The Reserve Bank of Australia’s (RBA’s) pledge to keep interest rates on hold until inflation is sustainably back within its 2 to 3% target band could be tested over the next year with a potentially large rebound in house prices.
As seen in the chart below, our modelling suggests that overall national home loan affordability is at its best level in 18 years (March 2002), thanks to the overall decline in house prices relative to household income over the past three years and, perhaps most importantly, the substantial reduction in mortgage rates.
Specifically, our estimates* are based on the median capital city national established house price (as measured by the Australian Bureau of Statistics), combined after-tax income for a male and female couple earning average ordinary time earnings, a 10% housing deposit and the average bank mortgage rate for new owner-occupier loans. As at the June quarter, the estimated median national house price was $700,000, average after-tax income around $135,000 – with the prevailing relevant mortgage rate for new loans (at present) around 2.9%. That implies 26.2% of after-tax income would have to be devoted to meeting mortgage repayments on a 25-year loan, compared with an average since mid-2004 of 32.8%.
The last time our national mortgage affordability estimate was better than this was in March 2002. In the following two years, national house prices rose 36%. What we know from history is that when mortgage rates drop, new home buyers don’t just pocket the savings – they simply bid more for properties as their affordability limit has improved.

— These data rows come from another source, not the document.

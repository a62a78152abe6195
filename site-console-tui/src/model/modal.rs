//! 弹窗/对话框状态

/// 需要确认的远程操作
#[derive(Debug, Clone, Copy, PartialEq, Eq)]
pub enum ConfirmAction {
    Publish,
    Unpublish,
    ResetAll,
}

impl ConfirmAction {
    pub fn title(self) -> &'static str {
        match self {
            Self::Publish => "Publish Site",
            Self::Unpublish => "Unpublish Site",
            Self::ResetAll => "Delete Site Configuration",
        }
    }

    pub fn prompt(self) -> &'static str {
        match self {
            Self::Publish => "Publish this subdomain to production?",
            Self::Unpublish => "Take the site offline? The custom domain is kept.",
            Self::ResetAll => {
                "Permanently delete the subdomain, custom domain and publication state?"
            }
        }
    }

    pub fn confirm_label(self) -> &'static str {
        match self {
            Self::Publish => "Publish",
            Self::Unpublish => "Unpublish",
            Self::ResetAll => "Delete",
        }
    }

    /// 是否为破坏性操作（红色按钮）
    pub fn is_destructive(self) -> bool {
        !matches!(self, Self::Publish)
    }
}

/// 弹窗类型
#[derive(Debug, Clone, PartialEq, Eq)]
pub enum Modal {
    /// 确认弹窗
    Confirm {
        action: ConfirmAction,
        /// 详情行（子域名、URL 等）
        detail: Option<String>,
        /// 焦点按钮：0 = 取消, 1 = 确认
        focus: usize,
    },
    /// 帮助弹窗
    Help,
}

/// 弹窗状态
#[derive(Debug, Default)]
pub struct ModalState {
    pub active: Option<Modal>,
}

impl ModalState {
    pub fn new() -> Self {
        Self::default()
    }

    pub fn is_open(&self) -> bool {
        self.active.is_some()
    }

    pub fn close(&mut self) {
        self.active = None;
    }

    /// 打开确认弹窗，默认焦点在“取消”
    pub fn confirm(&mut self, action: ConfirmAction, detail: Option<String>) {
        self.active = Some(Modal::Confirm {
            action,
            detail,
            focus: 0,
        });
    }

    pub fn show_help(&mut self) {
        self.active = Some(Modal::Help);
    }

    /// 在取消/确认按钮间切换
    pub fn toggle_focus(&mut self) {
        if let Some(Modal::Confirm { focus, .. }) = &mut self.active {
            *focus = 1 - *focus;
        }
    }

    /// 当前确认弹窗中选中“确认”时返回对应操作
    pub fn confirmed_action(&self) -> Option<ConfirmAction> {
        match &self.active {
            Some(Modal::Confirm {
                action, focus: 1, ..
            }) => Some(*action),
            _ => None,
        }
    }
}

#[cfg(test)]
mod tests {
    use super::*;

    #[test]
    fn confirm_defaults_to_cancel() {
        let mut modal = ModalState::new();
        modal.confirm(ConfirmAction::ResetAll, None);

        assert!(modal.is_open());
        assert_eq!(modal.confirmed_action(), None);

        modal.toggle_focus();
        assert_eq!(modal.confirmed_action(), Some(ConfirmAction::ResetAll));

        modal.toggle_focus();
        assert_eq!(modal.confirmed_action(), None);
    }

    #[test]
    fn help_has_no_action() {
        let mut modal = ModalState::new();
        modal.show_help();
        modal.toggle_focus();
        assert_eq!(modal.confirmed_action(), None);
        modal.close();
        assert!(!modal.is_open());
    }
}
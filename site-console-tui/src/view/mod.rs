//!
//! src/view/mod.rs
//! View 层：UI 渲染
//!
//! View 层只读取 Model 状态，不做任何修改。
//!
//! 有模块结构：
//!     src/view/mod.rs
//!         mod layout;         // 主布局（标题栏 + 左右分栏 + 状态栏）
//!         mod panels;         // 子域名 / 自定义域名 / 危险操作区 / 发布状态
//!         mod components;     // 输入框、状态栏、弹窗
//!         pub mod theme;      // 颜色主题

mod components;
mod layout;
mod panels;
pub mod theme;

pub use layout::render;
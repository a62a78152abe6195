//! 通用组件

pub mod input;
pub mod modal;
pub mod statusbar;
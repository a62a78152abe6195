//! # site-console-provider
//!
//! Client-side abstraction over the remote site provisioning backend.
//!
//! The backend owns every piece of durable state (published flag, subdomain, custom
//! domain). This crate exposes it as the [`ProvisioningBackend`] trait with two
//! implementations:
//!
//! | Backend | Config | Notes |
//! |---------|--------|-------|
//! | [`HttpGateway`] | `{"kind": "http", "base_url": ...}` | `reqwest`, retries idempotent reads |
//! | [`InMemoryBackend`] | `{"kind": "memory"}` | offline mode and tests |
//!
//! ## Feature Flags
//!
//! - **`native-tls`** *(default)*: Use the platform's native TLS implementation.
//! - **`rustls`**: Use rustls.
//!
//! ## Usage
//!
//! ```rust,no_run
//! use site_console_provider::{create_backend, BackendConfig, MemorySeed};
//!
//! #[tokio::main]
//! async fn main() -> Result<(), Box<dyn std::error::Error>> {
//!     let backend = create_backend(&BackendConfig::Memory(MemorySeed::default()))?;
//!
//!     backend.publish("my-shop").await?;
//!     assert!(backend.is_published().await?);
//!     assert_eq!(backend.get_subdomain().await?.as_deref(), Some("my-shop"));
//!
//!     Ok(())
//! }
//! ```
//!
//! ## Error Handling
//!
//! All operations return [`Result<T, ProvisioningError>`](ProvisioningError). The
//! backend contract has no error taxonomy; the variants describe *how* a call failed
//! (network, timeout, refusal, unparseable response) for logging, and
//! [`ProvisioningError::is_retryable`] tells transient failures apart.

mod backends;
mod error;
mod factory;
mod http_client;
mod traits;
mod types;

pub use backends::{HttpGateway, InMemoryBackend};
pub use error::{ProvisioningError, Result};
pub use factory::create_backend;
pub use traits::ProvisioningBackend;
pub use types::{
    BackendConfig, DEFAULT_MAX_RETRIES, DEFAULT_TIMEOUT_SECS, HttpGatewayConfig, MemorySeed,
};
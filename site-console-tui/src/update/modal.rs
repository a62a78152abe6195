//! 弹窗消息处理

use site_console_core::{Notice, Operation};

use crate::message::ModalMessage;
use crate::model::{App, ConfirmAction, FocusField};

pub async fn update(app: &mut App, msg: ModalMessage) {
    match msg {
        ModalMessage::Close => app.modal.close(),
        ModalMessage::ToggleFocus => app.modal.toggle_focus(),
        ModalMessage::Confirm => {
            let action = app.modal.confirmed_action();
            app.modal.close();
            if let Some(action) = action {
                run_confirmed(app, action).await;
            }
        }
    }
}

/// 执行已确认的远程操作
async fn run_confirmed(app: &mut App, action: ConfirmAction) {
    match action {
        ConfirmAction::Publish => match app.controller.publish().await {
            Ok(url) => app.notify(Notice::published(&url)),
            Err(e) => app.notify(Notice::failure(Operation::Publish, &e)),
        },
        ConfirmAction::Unpublish => match app.controller.unpublish().await {
            Ok(()) => app.notify(Notice::unpublished()),
            Err(e) => app.notify(Notice::failure(Operation::Unpublish, &e)),
        },
        ConfirmAction::ResetAll => match app.controller.reset_all().await {
            Ok(()) => {
                app.focus = FocusField::Subdomain;
                app.notify(Notice::reset_done());
            }
            Err(e) => app.notify(Notice::failure(Operation::ResetAll, &e)),
        },
    }
}
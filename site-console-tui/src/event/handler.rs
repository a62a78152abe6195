//! 事件处理器

use std::time::Duration;

use anyhow::Result;
use crossterm::event::{self, Event, KeyCode, KeyEvent, KeyEventKind, KeyModifiers};

use crate::event::keymap::DefaultKeymap;
use crate::message::{ActionMessage, AppMessage, FormMessage, ModalMessage};
use crate::model::{App, Modal};

/// 轮询事件
pub fn poll_event(timeout: Duration) -> Result<Option<Event>> {
    if event::poll(timeout)? {
        Ok(Some(event::read()?))
    } else {
        Ok(None)
    }
}

/// 处理事件，返回对应的消息
pub fn handle_event(event: Event, app: &App) -> AppMessage {
    match event {
        Event::Key(key_event) => handle_key_event(key_event, app),
        // 终端窗口大小改变，下一轮自动重绘
        _ => AppMessage::Noop,
    }
}

/// 处理键盘事件
fn handle_key_event(key: KeyEvent, app: &App) -> AppMessage {
    // 只处理 Press 事件，忽略 Release 和 Repeat
    // 避免 Windows 终端上按键重复问题的发生
    if key.kind != KeyEventKind::Press {
        return AppMessage::Noop;
    }

    if DefaultKeymap::FORCE_QUIT.matches(&key) {
        return AppMessage::Quit;
    }

    // 如果有弹窗打开，优先处理弹窗输入
    if let Some(modal) = &app.modal.active {
        return handle_modal_keys(key, modal);
    }

    if let Some(msg) = handle_global_keys(&key) {
        return msg;
    }

    handle_form_keys(key, app)
}

fn handle_global_keys(key: &KeyEvent) -> Option<AppMessage> {
    let msg = if DefaultKeymap::QUIT.matches(key) {
        AppMessage::Quit
    } else if DefaultKeymap::HELP.matches(key) {
        AppMessage::ShowHelp
    } else if DefaultKeymap::REFRESH.matches(key) {
        AppMessage::Refresh
    } else if DefaultKeymap::BACK.matches(key) {
        AppMessage::ClearNotice
    } else if DefaultKeymap::FOCUS_NEXT.matches(key) {
        AppMessage::NextFocus
    } else if key.code == KeyCode::BackTab {
        AppMessage::PrevFocus
    } else if DefaultKeymap::VALIDATE.matches(key) {
        AppMessage::Action(ActionMessage::Validate)
    } else if DefaultKeymap::CHOOSE_DIFFERENT.matches(key) {
        AppMessage::Action(ActionMessage::ChooseDifferentName)
    } else if DefaultKeymap::PUBLISH.matches(key) {
        AppMessage::Action(ActionMessage::RequestPublish)
    } else if DefaultKeymap::UNPUBLISH.matches(key) {
        AppMessage::Action(ActionMessage::RequestUnpublish)
    } else if DefaultKeymap::RESET.matches(key) {
        AppMessage::Action(ActionMessage::RequestReset)
    } else {
        return None;
    };
    Some(msg)
}

/// 处理表单区域的按键
fn handle_form_keys(key: KeyEvent, app: &App) -> AppMessage {
    match key.code {
        KeyCode::Up => return AppMessage::PrevFocus,
        KeyCode::Down => return AppMessage::NextFocus,
        KeyCode::Enter => return AppMessage::Action(ActionMessage::Submit),
        _ => {}
    }

    if !app.focus.is_input() {
        return AppMessage::Noop;
    }

    if DefaultKeymap::CLEAR_FIELD.matches(&key) {
        return AppMessage::Form(FormMessage::Clear);
    }

    match key.code {
        KeyCode::Backspace => AppMessage::Form(FormMessage::Backspace),
        KeyCode::Char(c)
            if key.modifiers.is_empty() || key.modifiers == KeyModifiers::SHIFT =>
        {
            AppMessage::Form(FormMessage::Input(c))
        }
        _ => AppMessage::Noop,
    }
}

/// 处理弹窗中的按键
fn handle_modal_keys(key: KeyEvent, modal: &Modal) -> AppMessage {
    match modal {
        Modal::Help => match key.code {
            KeyCode::Esc | KeyCode::Enter => AppMessage::Modal(ModalMessage::Close),
            _ => AppMessage::Noop,
        },
        Modal::Confirm { .. } => match key.code {
            KeyCode::Esc => AppMessage::Modal(ModalMessage::Close),
            KeyCode::Left | KeyCode::Right | KeyCode::Tab | KeyCode::BackTab => {
                AppMessage::Modal(ModalMessage::ToggleFocus)
            }
            KeyCode::Enter => AppMessage::Modal(ModalMessage::Confirm),
            _ => AppMessage::Noop,
        },
    }
}

#[cfg(test)]
mod tests {
    use crossterm::event::{KeyEventState, KeyModifiers};

    use super::*;
    use crate::model::{ConfirmAction, FocusField};
    use crate::test_utils::offline_app;

    fn press(code: KeyCode, modifiers: KeyModifiers) -> Event {
        Event::Key(KeyEvent {
            code,
            modifiers,
            kind: KeyEventKind::Press,
            state: KeyEventState::NONE,
        })
    }

    fn key(code: KeyCode) -> Event {
        press(code, KeyModifiers::NONE)
    }

    #[test]
    fn typing_goes_to_focused_input() {
        let app = offline_app();
        assert_eq!(
            handle_event(key(KeyCode::Char('a')), &app),
            AppMessage::Form(FormMessage::Input('a'))
        );
        assert_eq!(
            handle_event(press(KeyCode::Char('A'), KeyModifiers::SHIFT), &app),
            AppMessage::Form(FormMessage::Input('A'))
        );
        assert_eq!(
            handle_event(key(KeyCode::Backspace), &app),
            AppMessage::Form(FormMessage::Backspace)
        );
    }

    #[test]
    fn danger_zone_ignores_typing() {
        let mut app = offline_app();
        app.focus = FocusField::DangerZone;
        assert_eq!(handle_event(key(KeyCode::Char('a')), &app), AppMessage::Noop);
        assert_eq!(
            handle_event(key(KeyCode::Enter), &app),
            AppMessage::Action(ActionMessage::Submit)
        );
    }

    #[test]
    fn alt_shortcuts_map_to_actions() {
        let app = offline_app();
        assert_eq!(
            handle_event(press(KeyCode::Char('p'), KeyModifiers::ALT), &app),
            AppMessage::Action(ActionMessage::RequestPublish)
        );
        assert_eq!(
            handle_event(press(KeyCode::Char('d'), KeyModifiers::ALT), &app),
            AppMessage::Action(ActionMessage::RequestReset)
        );
        assert_eq!(
            handle_event(press(KeyCode::Char('q'), KeyModifiers::ALT), &app),
            AppMessage::Quit
        );
    }

    #[test]
    fn modal_captures_keys() {
        let mut app = offline_app();
        app.modal.confirm(ConfirmAction::Publish, None);

        assert_eq!(handle_event(key(KeyCode::Char('a')), &app), AppMessage::Noop);
        assert_eq!(
            handle_event(key(KeyCode::Right), &app),
            AppMessage::Modal(ModalMessage::ToggleFocus)
        );
        assert_eq!(
            handle_event(key(KeyCode::Enter), &app),
            AppMessage::Modal(ModalMessage::Confirm)
        );
        assert_eq!(
            handle_event(press(KeyCode::Char('c'), KeyModifiers::CONTROL), &app),
            AppMessage::Quit
        );
    }

    #[test]
    fn release_events_are_ignored() {
        let app = offline_app();
        let event = Event::Key(KeyEvent {
            code: KeyCode::Char('a'),
            modifiers: KeyModifiers::NONE,
            kind: KeyEventKind::Release,
            state: KeyEventState::NONE,
        });
        assert_eq!(handle_event(event, &app), AppMessage::Noop);
    }
}
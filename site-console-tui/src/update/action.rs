//! 表单操作
//!
//! 发布、下线与重置需要先弹出确认；前置条件不满足时直接调用控制器，
//! 由它返回对应的前置条件错误并生成通知（不会产生远程调用）。

use site_console_core::{Notice, Operation};

use crate::message::ActionMessage;
use crate::model::{App, ConfirmAction, FocusField};

pub async fn update(app: &mut App, msg: ActionMessage) {
    match msg {
        ActionMessage::Submit => match app.focus {
            FocusField::Subdomain => validate(app),
            FocusField::CustomDomain => configure_domain(app).await,
            FocusField::DangerZone => request_reset(app),
        },
        ActionMessage::Validate => validate(app),
        ActionMessage::ChooseDifferentName => choose_different_name(app),
        ActionMessage::RequestPublish => request_publish(app).await,
        ActionMessage::RequestUnpublish => request_unpublish(app).await,
        ActionMessage::RequestReset => request_reset(app),
    }
}

fn validate(app: &mut App) {
    match app.controller.validate_candidate() {
        Ok(name) => {
            let url = app.controller.settings().platform_url(&name);
            app.notify(Notice::validated(&url));
        }
        Err(e) => app.notify(Notice::failure(Operation::Validate, &e)),
    }
}

fn choose_different_name(app: &mut App) {
    match app.controller.reset_draft() {
        Ok(()) => {
            app.focus = FocusField::Subdomain;
            app.clear_notice();
        }
        Err(e) => app.notify(Notice::failure(Operation::EditSubdomain, &e)),
    }
}

async fn configure_domain(app: &mut App) {
    match app.controller.configure_draft_domain().await {
        Ok(domain) => app.notify(Notice::domain_configured(&domain)),
        Err(e) => app.notify(Notice::failure(Operation::ConfigureDomain, &e)),
    }
}

async fn request_publish(app: &mut App) {
    if app.controller.can_publish() {
        let detail = app
            .controller
            .draft()
            .confirmed()
            .map(|name| app.controller.settings().platform_url(name));
        app.modal.confirm(ConfirmAction::Publish, detail);
        return;
    }
    if let Err(e) = app.controller.publish().await {
        app.notify(Notice::failure(Operation::Publish, &e));
    }
}

async fn request_unpublish(app: &mut App) {
    if app.controller.can_unpublish() {
        let detail = app.controller.primary_url();
        app.modal.confirm(ConfirmAction::Unpublish, detail);
        return;
    }
    if let Err(e) = app.controller.unpublish().await {
        app.notify(Notice::failure(Operation::Unpublish, &e));
    }
}

fn request_reset(app: &mut App) {
    let detail = app.controller.primary_url();
    app.modal.confirm(ConfirmAction::ResetAll, detail);
}
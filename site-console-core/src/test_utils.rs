//! 测试辅助模块
//!
//! 提供 mock 后端和便捷的测试工厂方法。

use std::collections::{HashMap, HashSet};
use std::sync::Arc;

use async_trait::async_trait;
use site_console_provider::{ProvisioningBackend, ProvisioningError, Result};
use tokio::sync::{Notify, RwLock};

use crate::cache::DEFAULT_STALE_TIME;
use crate::controller::ProvisioningController;
use crate::services::ProvisioningService;
use crate::types::{ConsoleSettings, ServerState};

/// 后端调用种类
#[derive(Debug, Clone, Copy, PartialEq, Eq, Hash)]
pub enum MockCall {
    ConfigureDomain,
    GetDomain,
    GetSubdomain,
    IsPublished,
    Publish,
    ResetSiteStorage,
    Unpublish,
}

// ===== MockBackend =====

pub struct MockBackend {
    state: RwLock<ServerState>,
    calls: RwLock<HashMap<MockCall, usize>>,
    /// 这些调用返回错误（不改变状态）
    failing: RwLock<HashSet<MockCall>>,
    /// 如果 Some，读操作会等待 notify 之后再返回
    read_gate: RwLock<Option<Arc<Notify>>>,
}

impl MockBackend {
    pub fn new() -> Self {
        Self::with_state(ServerState::default())
    }

    pub fn with_state(state: ServerState) -> Self {
        Self {
            state: RwLock::new(state),
            calls: RwLock::new(HashMap::new()),
            failing: RwLock::new(HashSet::new()),
            read_gate: RwLock::new(None),
        }
    }

    pub fn published(subdomain: &str, domain: Option<&str>) -> Self {
        Self::with_state(ServerState {
            published: true,
            subdomain: Some(subdomain.to_string()),
            domain: domain.map(str::to_string),
        })
    }

    pub async fn calls(&self, call: MockCall) -> usize {
        self.calls.read().await.get(&call).copied().unwrap_or(0)
    }

    pub async fn total_calls(&self) -> usize {
        self.calls.read().await.values().sum()
    }

    pub async fn fail(&self, call: MockCall) {
        self.failing.write().await.insert(call);
    }

    pub async fn recover(&self, call: MockCall) {
        self.failing.write().await.remove(&call);
    }

    pub async fn set_read_gate(&self, gate: Option<Arc<Notify>>) {
        *self.read_gate.write().await = gate;
    }

    pub async fn state(&self) -> ServerState {
        self.state.read().await.clone()
    }

    /// 模拟其他会话直接修改服务端状态
    pub async fn set_state(&self, state: ServerState) {
        *self.state.write().await = state;
    }

    async fn enter(&self, call: MockCall) -> Result<()> {
        *self.calls.write().await.entry(call).or_insert(0) += 1;

        let gate = self.read_gate.read().await.clone();
        if let Some(gate) = gate {
            gate.notified().await;
        } else {
            tokio::task::yield_now().await;
        }

        if self.failing.read().await.contains(&call) {
            return Err(ProvisioningError::NetworkError {
                backend: "mock".to_string(),
                detail: format!("{call:?} failed"),
            });
        }
        Ok(())
    }
}

#[async_trait]
impl ProvisioningBackend for MockBackend {
    fn id(&self) -> &'static str {
        "mock"
    }

    async fn configure_domain(&self, domain: &str) -> Result<()> {
        self.enter(MockCall::ConfigureDomain).await?;
        self.state.write().await.domain = Some(domain.to_string());
        Ok(())
    }

    async fn get_domain(&self) -> Result<Option<String>> {
        self.enter(MockCall::GetDomain).await?;
        Ok(self.state.read().await.domain.clone())
    }

    async fn get_subdomain(&self) -> Result<Option<String>> {
        self.enter(MockCall::GetSubdomain).await?;
        Ok(self.state.read().await.subdomain.clone())
    }

    async fn is_published(&self) -> Result<bool> {
        self.enter(MockCall::IsPublished).await?;
        Ok(self.state.read().await.published)
    }

    async fn publish(&self, subdomain: &str) -> Result<()> {
        self.enter(MockCall::Publish).await?;
        let mut state = self.state.write().await;
        state.published = true;
        state.subdomain = Some(subdomain.to_string());
        Ok(())
    }

    async fn reset_site_storage(&self) -> Result<()> {
        self.enter(MockCall::ResetSiteStorage).await?;
        *self.state.write().await = ServerState::default();
        Ok(())
    }

    async fn unpublish(&self) -> Result<()> {
        self.enter(MockCall::Unpublish).await?;
        self.state.write().await.published = false;
        Ok(())
    }
}

// ===== 工厂方法 =====

/// 创建测试用 `ProvisioningController`
pub fn create_test_controller(
    backend: MockBackend,
) -> (ProvisioningController, Arc<MockBackend>) {
    let backend = Arc::new(backend);
    let service = Arc::new(ProvisioningService::new(
        backend.clone(),
        DEFAULT_STALE_TIME,
    ));
    let controller = ProvisioningController::new(service, ConsoleSettings::default());
    (controller, backend)
}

As seen in the chart below, moreover, affordability is relatively good across all capital cities – implying the rise in house prices could be quite broad based across all capital cities.
Helping support this lift in house prices, moreover, is the RBA’s commentary that they will not lift interest rates for up to three years – or not before there’s been a notable rise in consumer price inflation into the 2 to 3% target band. In other words, based on current RBA guidance, home buyers generally face little risk of a threat to current low affordability levels for some time.
History suggests that the way the market will find equilibrium under these circumstances is through a lift in house prices, until mortgage affordability for the marginal buyer is reduced to at least the long-run average – if not pushed to previous trough levels if a bubble mentality develops.
Based on current interest rates, national house prices would have to rise by 25% from June quarter levels to reduce mortgage affordability to the average level since mid-2004. For affordability to be reduced to the recent lows in 2010 and 2017, house prices would have to rise by 35%.
*Median (unstratified) national established house price is based on a weighted-average of capital city estimates by the Australian Bureau of Statistics (ABS) in its quarterly Residential Property Price Index publication. Household income is after-tax income for male and female both working full time and average full-time earnings as estimated by the ABS. The historic mortgage interest rate is the average discounted bank variable mortgage interest rate as calculated by the Reserve Bank of Australia. The latest mortgage rate is the average variable rate for new loans to owner occupiers.